### Your task
Using the listing below, print exactly everything from the line with "let elapsed = (at" down to the line with "current clock reading.", both included, and nothing more.

### Exercise data
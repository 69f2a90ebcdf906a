//! # Vault Gateway
//!
//! The seam between the engine and the external yield-bearing vault. The
//! engine never models yield itself: it hands the vault an amount, records
//! the shares it gets back, and from then on trusts `value_of`/`withdraw`
//! as the authoritative word on what those shares are worth. Growth is
//! never assumed to be monotonic.
//!
//! [`FixedRateVault`] is the deterministic implementation used by tests
//! and the devnet node: a linear exchange index that grows at a configured
//! APY. A production deployment would implement [`VaultGateway`] as a
//! pass-through to the real vault protocol.

use chrono::{DateTime, Utc};
use thiserror::Error;

use crate::clock::Clock;
use crate::config::{INDEX_SCALE, SECONDS_PER_YEAR};

// ---------------------------------------------------------------------------
// Errors
// ---------------------------------------------------------------------------

/// Errors surfaced by a vault gateway implementation.
#[derive(Debug, Error)]
pub enum GatewayError {
    /// The vault refused the operation. All-or-nothing: a rejected call
    /// leaves no partial state behind.
    #[error("vault rejected the operation: {0}")]
    Rejected(String),

    /// The vault could not be reached at all.
    #[error("vault unavailable: {0}")]
    Unavailable(String),
}

// ---------------------------------------------------------------------------
// VaultGateway
// ---------------------------------------------------------------------------

/// Capability interface over the external yield service.
///
/// Implementations must be atomic per call: a returned error means nothing
/// happened on the vault side.
pub trait VaultGateway {
    /// Moves `amount` of the base asset into the vault and returns the
    /// share quantity credited for it.
    fn deposit(&mut self, amount: u64) -> Result<u64, GatewayError>;

    /// Redeems `shares` and returns the disbursed base-asset amount. The
    /// return value is authoritative; it may exceed the amount originally
    /// deposited for those shares (yield) or fall short of it (negative
    /// yield).
    fn withdraw(&mut self, shares: u64) -> Result<u64, GatewayError>;

    /// Current redemption value of `shares` at the live exchange rate.
    /// A pure read: no withdrawal is executed and no state changes.
    fn value_of(&self, shares: u64) -> Result<u64, GatewayError>;
}

// ---------------------------------------------------------------------------
// FixedRateVault
// ---------------------------------------------------------------------------

/// A deterministic vault with a linearly growing exchange index.
///
/// The index starts at [`INDEX_SCALE`] at construction time and accrues
/// simple interest at `apy_bps` basis points per [`SECONDS_PER_YEAR`].
/// Shares are priced against the index at deposit time, so an early
/// deposit earns the full accrual between deposit and withdrawal:
///
/// ```text
/// shares = amount * INDEX_SCALE / index(now)
/// value  = shares * index(now) / INDEX_SCALE
/// ```
///
/// All intermediate arithmetic is u128; amounts never touch floats.
#[derive(Debug)]
pub struct FixedRateVault<C: Clock> {
    clock: C,
    apy_bps: u32,
    genesis: DateTime<Utc>,
    total_shares: u128,
}

impl<C: Clock> FixedRateVault<C> {
    /// Creates a vault whose index starts accruing now.
    pub fn new(clock: C, apy_bps: u32) -> Self {
        let genesis = clock.now();
        Self {
            clock,
            apy_bps,
            genesis,
            total_shares: 0,
        }
    }

    /// The exchange index at `at`. Clamped to [`INDEX_SCALE`] for any
    /// instant at or before genesis.
    fn index_at(&self, at: DateTime<Utc>) -> u128 {
        let elapsed = (at - self.genesis).num_seconds();
        if elapsed <= 0 {
            return INDEX_SCALE;
        }
        let accrued = INDEX_SCALE * self.apy_bps as u128 * elapsed as u128
            / (10_000u128 * SECONDS_PER_YEAR as u128);
        INDEX_SCALE + accrued
    }

    /// The index at the current clock reading.
    pub fn current_index(&self) -> u128 {
        self.index_at(self.clock.now())
    }

    /// Total base-asset value currently held by the vault across all
    /// outstanding shares. Lets tests verify a burn drains the vault.
    pub fn total_underlying(&self) -> u64 {
        let value = self.total_shares * self.current_index() / INDEX_SCALE;
        value.min(u64::MAX as u128) as u64
    }

    /// Outstanding shares across all depositors.
    pub fn total_shares(&self) -> u64 {
        self.total_shares.min(u64::MAX as u128) as u64
    }
}

impl<C: Clock> VaultGateway for FixedRateVault<C> {
    fn deposit(&mut self, amount: u64) -> Result<u64, GatewayError> {
        if amount == 0 {
            return Err(GatewayError::Rejected("zero deposit".into()));
        }
        let index = self.current_index();
        let shares = amount as u128 * INDEX_SCALE / index;
        if shares == 0 {
            // Amount too small to be worth a single share at this index.
            return Err(GatewayError::Rejected(format!(
                "amount {} below one share at index {}",
                amount, index
            )));
        }
        self.total_shares += shares;
        Ok(shares as u64)
    }

    fn withdraw(&mut self, shares: u64) -> Result<u64, GatewayError> {
        if shares as u128 > self.total_shares {
            return Err(GatewayError::Rejected(format!(
                "insufficient shares: have {}, requested {}",
                self.total_shares, shares
            )));
        }
        let amount = shares as u128 * self.current_index() / INDEX_SCALE;
        let amount = u64::try_from(amount)
            .map_err(|_| GatewayError::Rejected("redemption overflows u64".into()))?;
        self.total_shares -= shares as u128;
        Ok(amount)
    }

    fn value_of(&self, shares: u64) -> Result<u64, GatewayError> {
        let value = shares as u128 * self.current_index() / INDEX_SCALE;
        u64::try_from(value)
            .map_err(|_| GatewayError::Rejected("valuation overflows u64".into()))
    }
}

// ---------------------------------------------------------------------------
// Tests
// ---------------------------------------------------------------------------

### Solved problem
        let elapsed = (at - self.genesis).num_seconds();
        if elapsed <= 0 {
            return INDEX_SCALE;
        }
        let accrued = INDEX_SCALE * self.apy_bps as u128 * elapsed as u128
            / (10_000u128 * SECONDS_PER_YEAR as u128);
        INDEX_SCALE + accrued
    }

    /// The index at the current clock reading.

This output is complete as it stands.